* _EXERCISE DIRECTIONS_:
Exactly the lines from the start of the data through the line containing "L/C/H with chroma-dependent" should be output, with both ends kept and nothing added.

[Data entries]
---

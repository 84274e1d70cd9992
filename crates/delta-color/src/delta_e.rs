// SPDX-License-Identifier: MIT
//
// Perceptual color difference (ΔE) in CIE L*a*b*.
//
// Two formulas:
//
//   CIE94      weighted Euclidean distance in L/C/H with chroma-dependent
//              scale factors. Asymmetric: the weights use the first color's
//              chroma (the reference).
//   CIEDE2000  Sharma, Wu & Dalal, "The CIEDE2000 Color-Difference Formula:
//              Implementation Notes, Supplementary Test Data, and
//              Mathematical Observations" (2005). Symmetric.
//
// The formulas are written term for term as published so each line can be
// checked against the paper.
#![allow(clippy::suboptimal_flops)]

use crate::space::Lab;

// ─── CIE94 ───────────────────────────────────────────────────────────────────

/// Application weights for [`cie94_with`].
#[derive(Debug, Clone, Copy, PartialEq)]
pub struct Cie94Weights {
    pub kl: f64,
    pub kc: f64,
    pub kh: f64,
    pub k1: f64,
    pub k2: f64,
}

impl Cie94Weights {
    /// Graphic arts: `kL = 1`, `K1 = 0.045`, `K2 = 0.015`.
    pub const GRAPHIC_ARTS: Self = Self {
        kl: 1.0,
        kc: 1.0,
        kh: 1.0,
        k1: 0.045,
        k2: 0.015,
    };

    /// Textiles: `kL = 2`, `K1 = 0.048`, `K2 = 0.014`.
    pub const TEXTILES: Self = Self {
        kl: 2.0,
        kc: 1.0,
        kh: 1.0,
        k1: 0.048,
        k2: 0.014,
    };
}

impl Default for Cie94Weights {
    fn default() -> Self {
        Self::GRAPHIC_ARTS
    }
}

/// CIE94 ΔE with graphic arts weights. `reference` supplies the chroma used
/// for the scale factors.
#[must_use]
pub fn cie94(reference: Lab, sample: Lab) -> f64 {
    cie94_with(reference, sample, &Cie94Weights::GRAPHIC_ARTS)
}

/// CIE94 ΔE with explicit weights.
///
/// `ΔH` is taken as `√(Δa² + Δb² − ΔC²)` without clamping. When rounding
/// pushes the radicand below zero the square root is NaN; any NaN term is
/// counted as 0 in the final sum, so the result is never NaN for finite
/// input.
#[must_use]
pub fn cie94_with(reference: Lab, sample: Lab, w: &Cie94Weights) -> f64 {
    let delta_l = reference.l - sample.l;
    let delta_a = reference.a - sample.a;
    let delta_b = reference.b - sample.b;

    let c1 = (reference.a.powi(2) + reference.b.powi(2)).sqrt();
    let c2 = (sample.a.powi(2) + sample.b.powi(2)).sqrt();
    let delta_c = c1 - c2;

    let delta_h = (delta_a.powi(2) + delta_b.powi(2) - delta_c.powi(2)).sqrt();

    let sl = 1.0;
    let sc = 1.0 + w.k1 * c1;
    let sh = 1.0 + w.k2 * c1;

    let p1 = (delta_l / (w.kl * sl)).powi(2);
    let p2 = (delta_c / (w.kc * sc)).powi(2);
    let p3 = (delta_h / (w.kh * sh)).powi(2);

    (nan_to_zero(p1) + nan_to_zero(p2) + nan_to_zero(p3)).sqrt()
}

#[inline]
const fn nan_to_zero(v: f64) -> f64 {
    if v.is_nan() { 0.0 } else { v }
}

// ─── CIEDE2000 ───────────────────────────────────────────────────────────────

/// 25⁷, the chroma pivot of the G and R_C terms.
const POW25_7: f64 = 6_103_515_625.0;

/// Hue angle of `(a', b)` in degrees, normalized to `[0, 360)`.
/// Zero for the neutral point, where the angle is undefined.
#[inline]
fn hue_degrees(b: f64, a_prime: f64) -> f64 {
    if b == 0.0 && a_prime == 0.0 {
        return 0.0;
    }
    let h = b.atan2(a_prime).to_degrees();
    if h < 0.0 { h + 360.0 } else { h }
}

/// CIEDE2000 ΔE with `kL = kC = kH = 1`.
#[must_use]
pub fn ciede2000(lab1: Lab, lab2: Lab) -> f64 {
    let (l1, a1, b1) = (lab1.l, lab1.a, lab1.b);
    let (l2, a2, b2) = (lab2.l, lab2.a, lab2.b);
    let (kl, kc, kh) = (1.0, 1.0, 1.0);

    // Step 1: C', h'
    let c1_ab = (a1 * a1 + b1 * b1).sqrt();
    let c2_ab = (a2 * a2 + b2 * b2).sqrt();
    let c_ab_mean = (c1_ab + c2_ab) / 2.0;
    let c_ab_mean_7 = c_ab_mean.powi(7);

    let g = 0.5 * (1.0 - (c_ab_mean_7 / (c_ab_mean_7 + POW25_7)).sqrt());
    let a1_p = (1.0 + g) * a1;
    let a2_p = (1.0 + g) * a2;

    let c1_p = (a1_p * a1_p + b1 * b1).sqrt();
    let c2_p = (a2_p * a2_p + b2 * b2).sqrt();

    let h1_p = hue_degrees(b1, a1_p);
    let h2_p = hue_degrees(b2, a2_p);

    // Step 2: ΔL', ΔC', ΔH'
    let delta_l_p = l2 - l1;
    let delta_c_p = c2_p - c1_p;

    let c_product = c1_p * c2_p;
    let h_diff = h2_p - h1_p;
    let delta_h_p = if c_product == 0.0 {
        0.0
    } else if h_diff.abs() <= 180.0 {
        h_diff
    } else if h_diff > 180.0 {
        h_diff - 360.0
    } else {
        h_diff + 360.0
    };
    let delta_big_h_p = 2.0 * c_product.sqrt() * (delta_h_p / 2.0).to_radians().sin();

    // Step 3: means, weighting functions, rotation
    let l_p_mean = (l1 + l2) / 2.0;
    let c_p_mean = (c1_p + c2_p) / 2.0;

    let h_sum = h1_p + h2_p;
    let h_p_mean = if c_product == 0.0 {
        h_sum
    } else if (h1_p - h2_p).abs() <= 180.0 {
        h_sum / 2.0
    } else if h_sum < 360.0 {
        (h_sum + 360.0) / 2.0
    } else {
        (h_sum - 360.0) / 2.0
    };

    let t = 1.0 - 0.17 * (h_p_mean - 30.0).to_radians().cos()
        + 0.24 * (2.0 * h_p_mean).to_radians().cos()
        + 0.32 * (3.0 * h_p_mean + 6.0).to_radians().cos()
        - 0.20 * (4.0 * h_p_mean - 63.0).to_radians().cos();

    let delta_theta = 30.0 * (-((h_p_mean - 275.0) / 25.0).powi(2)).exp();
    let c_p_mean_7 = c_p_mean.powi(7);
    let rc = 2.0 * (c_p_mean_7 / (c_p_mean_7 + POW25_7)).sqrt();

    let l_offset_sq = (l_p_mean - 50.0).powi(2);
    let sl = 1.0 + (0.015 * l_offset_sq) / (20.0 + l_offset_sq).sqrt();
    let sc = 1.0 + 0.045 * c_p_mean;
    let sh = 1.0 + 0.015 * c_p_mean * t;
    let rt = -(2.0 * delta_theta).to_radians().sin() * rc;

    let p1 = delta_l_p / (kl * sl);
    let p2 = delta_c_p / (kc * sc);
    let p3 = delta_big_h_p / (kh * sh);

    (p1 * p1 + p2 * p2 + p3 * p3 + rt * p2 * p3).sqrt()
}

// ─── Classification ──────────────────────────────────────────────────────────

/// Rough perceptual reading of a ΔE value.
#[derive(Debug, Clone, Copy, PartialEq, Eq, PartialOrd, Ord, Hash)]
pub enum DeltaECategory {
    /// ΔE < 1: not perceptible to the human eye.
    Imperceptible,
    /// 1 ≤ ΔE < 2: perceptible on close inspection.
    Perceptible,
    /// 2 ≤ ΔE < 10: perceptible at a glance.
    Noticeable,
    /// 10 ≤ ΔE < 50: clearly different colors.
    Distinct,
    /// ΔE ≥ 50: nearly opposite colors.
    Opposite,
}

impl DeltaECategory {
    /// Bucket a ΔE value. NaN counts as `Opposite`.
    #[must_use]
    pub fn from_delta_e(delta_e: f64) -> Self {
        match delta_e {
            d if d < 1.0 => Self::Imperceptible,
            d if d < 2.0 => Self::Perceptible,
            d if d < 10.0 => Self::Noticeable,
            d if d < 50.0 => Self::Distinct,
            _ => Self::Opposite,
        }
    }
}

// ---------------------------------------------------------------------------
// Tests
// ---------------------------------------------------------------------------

---

* _WRITTEN RESPONSE_:
repository 84274e1d70cd9992
filename crates/delta-color/src/delta_e.rs
// SPDX-License-Identifier: MIT
//
// Perceptual color difference (ΔE) in CIE L*a*b*.
//
// Two formulas:
//
//   CIE94      weighted Euclidean distance in L/C/H with chroma-dependent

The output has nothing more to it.